- _PROBLEM TO WORK ON_:
Go through the material and copy every line in which "source" appears.

+ + + + + + +

//! Configuration system for the Taskboard client.
//!
//! Supports layered configuration with the following priority (highest first):
//! 1. CLI arguments
//! 2. Environment variables (via clap `env` attribute)
//! 3. TOML config file (`~/.config/taskboard/config.toml`)
//! 4. Compiled defaults
//!
//! Missing config file is not an error (defaults are used). An explicit
//! `--config` path that doesn't exist is an error.

use std::path::PathBuf;
use std::time::Duration;

use taskboard_proto::task::MAX_TITLE_LENGTH;

/// Errors that can occur when loading configuration.
#[derive(Debug, thiserror::Error)]
pub enum ConfigError {
    /// Failed to read the configuration file.
    #[error("failed to read config file {path}: {source}")]
    ReadFile {
        /// Path that was attempted.
        path: PathBuf,
        /// Underlying I/O error.
        source: std::io::Error,
    },

    /// Failed to parse the TOML configuration.
    #[error("failed to parse config file: {0}")]
    ParseToml(#[from] toml::de::Error),

    /// The store URL is not a usable WebSocket URL.
    #[error("invalid store URL {url}: {reason}")]
    InvalidStoreUrl {
        /// The rejected URL.
        url: String,
        /// Why it was rejected.
        reason: String,
    },

    /// The remote backend was selected without a store URL.
    #[error("the remote backend needs a store URL (--store-url or [store] url)")]
    MissingStoreUrl,
}

/// Which store backs the board.
#[derive(Debug, Clone, Copy, Default, PartialEq, Eq, clap::ValueEnum, serde::Deserialize)]
#[serde(rename_all = "lowercase")]
pub enum BackendKind {
    /// In-process only; nothing survives the process.
    Memory,
    /// JSON file on disk.
    #[default]
    Local,
    /// `taskboard-store` server over WebSocket.
    Remote,
}

// ---------------------------------------------------------------------------
// TOML file structs (all fields Option for partial overrides)
// ---------------------------------------------------------------------------

/// Top-level TOML config file structure.
#[derive(Debug, Default, serde::Deserialize)]
#[serde(default)]
struct ConfigFile {
    store: StoreFileConfig,
    tasks: TasksFileConfig,
}

/// `[store]` section of the config file.
#[derive(Debug, Default, serde::Deserialize)]
#[serde(default)]
struct StoreFileConfig {
    backend: Option<BackendKind>,
    url: Option<String>,
    data_file: Option<PathBuf>,
    collection: Option<String>,
    connect_timeout_secs: Option<u64>,
    request_timeout_secs: Option<u64>,
}

/// `[tasks]` section of the config file.
#[derive(Debug, Default, serde::Deserialize)]
#[serde(default)]
struct TasksFileConfig {
    max_title_length: Option<usize>,
    creator: Option<String>,
}

// ---------------------------------------------------------------------------
// Resolved configuration
// ---------------------------------------------------------------------------

/// Fully resolved client configuration.
#[derive(Debug, Clone)]
pub struct ClientConfig {
    // -- Store --
    /// Selected backend.
    pub backend: BackendKind,
    /// WebSocket URL of the store server (remote backend).
    pub store_url: Option<String>,
    /// JSON file for the local backend.
    pub data_file: PathBuf,
    /// Collection (board) name.
    pub collection: String,
    /// Timeout for connecting to the store server.
    pub connect_timeout: Duration,
    /// Timeout for a write to be acknowledged.
    pub request_timeout: Duration,

    // -- Tasks --
    /// Maximum task title length in characters.
    pub max_title_length: usize,
    /// Creator recorded on new tasks when none is given.
    pub default_creator: Option<String>,

    // -- Logging --
    /// Log level filter string.
    pub log_level: String,
    /// Log file; logs go to stderr when unset.
    pub log_file: Option<PathBuf>,
}

impl Default for ClientConfig {
    fn default() -> Self {
        Self {
            backend: BackendKind::Local,
            store_url: None,
            data_file: default_data_file(),
            collection: "tasks".to_string(),
            connect_timeout: Duration::from_secs(10),
            request_timeout: Duration::from_secs(5),
            max_title_length: MAX_TITLE_LENGTH,
            default_creator: None,
            log_level: "warn".to_string(),
            log_file: None,
        }
    }
}

impl ClientConfig {
    /// Load configuration by merging CLI args, env vars, and a TOML file.
    ///
    /// # Errors
    ///
    /// Returns [`ConfigError`] if the explicit config file cannot be read
    /// or parsed, or if the resolved store settings are unusable.
    pub fn load(cli: &CliArgs) -> Result<Self, ConfigError> {
        let file = load_config_file(cli.config.as_deref())?;
        let config = Self::resolve(cli, &file);
        config.validate()?;
        Ok(config)
    }

    /// Priority: CLI > file > default.
    fn resolve(cli: &CliArgs, file: &ConfigFile) -> Self {
        let defaults = Self::default();

        Self {
            backend: cli
                .backend
                .or(file.store.backend)
                .unwrap_or(defaults.backend),
            store_url: cli
                .store_url
                .clone()
                .or_else(|| file.store.url.clone()),
            data_file: cli
                .data_file
                .clone()
                .or_else(|| file.store.data_file.clone())
                .unwrap_or(defaults.data_file),
            collection: cli
                .collection
                .clone()
                .or_else(|| file.store.collection.clone())
                .unwrap_or(defaults.collection),
            connect_timeout: file
                .store
                .connect_timeout_secs
                .map_or(defaults.connect_timeout, Duration::from_secs),
            request_timeout: file
                .store
                .request_timeout_secs
                .map_or(defaults.request_timeout, Duration::from_secs),
            max_title_length: file
                .tasks
                .max_title_length
                .unwrap_or(defaults.max_title_length),
            default_creator: file.tasks.creator.clone(),
            log_level: cli.log_level.clone(),
            log_file: cli.log_file.clone(),
        }
    }

    /// Checks settings that only make sense together.
    fn validate(&self) -> Result<(), ConfigError> {
        match (&self.store_url, self.backend) {
            (Some(url), _) => validate_store_url(url),
            (None, BackendKind::Remote) => Err(ConfigError::MissingStoreUrl),
            (None, _) => Ok(()),
        }
    }
}

/// CLI flags shared by every subcommand.
#[derive(clap::Args, Debug, Default)]
pub struct CliArgs {
    /// Store backend to use.
    #[arg(long, value_enum, env = "TASKBOARD_BACKEND", global = true)]
    pub backend: Option<BackendKind>,

    /// WebSocket URL of the store server (e.g. `ws://127.0.0.1:9000/ws`).
    #[arg(long, env = "TASKBOARD_STORE_URL", global = true)]
    pub store_url: Option<String>,

    /// JSON file for the local backend.
    #[arg(long, env = "TASKBOARD_DATA_FILE", global = true)]
    pub data_file: Option<PathBuf>,

    /// Board (collection) name.
    #[arg(long, global = true)]
    pub collection: Option<String>,

    /// Path to config file (default: `~/.config/taskboard/config.toml`).
    #[arg(short, long, global = true)]
    pub config: Option<PathBuf>,

    /// Log level filter (trace, debug, info, warn, error).
    #[arg(long, default_value = "warn", env = "TASKBOARD_LOG", global = true)]
    pub log_level: String,

    /// Write logs to this file instead of stderr.
    #[arg(long, global = true)]
    pub log_file: Option<PathBuf>,
}

// ---------------------------------------------------------------------------
// Internal helpers
// ---------------------------------------------------------------------------

fn default_data_file() -> PathBuf {
    dirs::data_dir().map_or_else(
        || PathBuf::from("taskboard.json"),
        |dir| dir.join("taskboard").join("tasks.json"),
    )
}

/// Accepts only absolute `ws://` or `wss://` URLs with a host.
fn validate_store_url(raw: &str) -> Result<(), ConfigError> {
    let invalid = |reason: String| ConfigError::InvalidStoreUrl {
        url: raw.to_string(),
        reason,
    };
    let url = url::Url::parse(raw).map_err(|e| invalid(e.to_string()))?;
    if !matches!(url.scheme(), "ws" | "wss") {
        return Err(invalid(format!("unsupported scheme {}", url.scheme())));
    }
    if url.host_str().is_none() {
        return Err(invalid("missing host".to_string()));
    }
    Ok(())
}

/// Load and parse a TOML config file.
///
/// If `explicit_path` is `Some`, the file must exist (error if not).
/// If `explicit_path` is `None`, the default path is tried and missing file
/// is treated as empty config.
fn load_config_file(explicit_path: Option<&std::path::Path>) -> Result<ConfigFile, ConfigError> {
    if let Some(p) = explicit_path {
        let contents = std::fs::read_to_string(p).map_err(|e| ConfigError::ReadFile {
            path: p.to_path_buf(),
            source: e,
        })?;
        return Ok(toml::from_str(&contents)?);
    }

    let Some(config_dir) = dirs::config_dir() else {
        return Ok(ConfigFile::default());
    };
    let path = config_dir.join("taskboard").join("config.toml");

    match std::fs::read_to_string(&path) {
        Ok(contents) => Ok(toml::from_str(&contents)?),
        Err(e) if e.kind() == std::io::ErrorKind::NotFound => Ok(ConfigFile::default()),
        Err(e) => Err(ConfigError::ReadFile { path, source: e }),
    }
}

+ + + + + + +

- _SOLUTION TO THE PROBLEM_:
    #[error("failed to read config file {path}: {source}")]
        source: std::io::Error,
            source: e,
        Err(e) => Err(ConfigError::ReadFile { path, source: e }),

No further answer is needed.